What you have to do:
Only the lines from the first line of the material below to the line containing "Custom Resource Definitions", inclusive, should be copied, each exactly as written.

===============

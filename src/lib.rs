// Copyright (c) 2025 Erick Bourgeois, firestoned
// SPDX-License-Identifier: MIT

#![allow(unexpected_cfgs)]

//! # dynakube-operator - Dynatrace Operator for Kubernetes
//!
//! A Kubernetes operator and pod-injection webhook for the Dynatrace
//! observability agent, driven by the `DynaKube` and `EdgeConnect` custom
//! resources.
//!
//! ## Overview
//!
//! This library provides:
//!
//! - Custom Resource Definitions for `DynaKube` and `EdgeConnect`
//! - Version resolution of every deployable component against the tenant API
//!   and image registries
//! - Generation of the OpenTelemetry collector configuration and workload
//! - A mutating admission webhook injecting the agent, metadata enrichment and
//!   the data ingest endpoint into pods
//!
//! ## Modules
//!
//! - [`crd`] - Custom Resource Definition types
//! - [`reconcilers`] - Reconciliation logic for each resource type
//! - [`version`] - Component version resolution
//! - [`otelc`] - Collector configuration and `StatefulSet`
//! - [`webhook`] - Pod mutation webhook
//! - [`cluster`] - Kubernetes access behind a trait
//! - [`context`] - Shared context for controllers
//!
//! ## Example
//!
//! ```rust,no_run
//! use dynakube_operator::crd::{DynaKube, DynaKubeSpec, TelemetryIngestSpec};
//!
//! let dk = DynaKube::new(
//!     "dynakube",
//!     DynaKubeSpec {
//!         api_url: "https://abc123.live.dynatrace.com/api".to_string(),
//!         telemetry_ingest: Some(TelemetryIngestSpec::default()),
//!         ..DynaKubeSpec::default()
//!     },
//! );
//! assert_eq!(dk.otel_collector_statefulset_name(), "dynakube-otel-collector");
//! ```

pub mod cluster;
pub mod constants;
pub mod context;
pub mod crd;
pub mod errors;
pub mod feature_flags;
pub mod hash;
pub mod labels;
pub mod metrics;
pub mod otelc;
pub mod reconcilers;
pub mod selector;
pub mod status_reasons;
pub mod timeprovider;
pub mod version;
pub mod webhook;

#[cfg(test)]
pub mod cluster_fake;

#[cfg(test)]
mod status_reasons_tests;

===============

Exercise response:
filename src/lib.rs
// Copyright (c) 2025 Erick Bourgeois, firestoned
// SPDX-License-Identifier: MIT

#![allow(unexpected_cfgs)]

//! # dynakube-operator - Dynatrace Operator for Kubernetes
//!
//! A Kubernetes operator and pod-injection webhook for the Dynatrace
//! observability agent, driven by the `DynaKube` and `EdgeConnect` custom
//! resources.
//!
//! ## Overview
//!
//! This library provides:
//!
//! - Custom Resource Definitions for `DynaKube` and `EdgeConnect`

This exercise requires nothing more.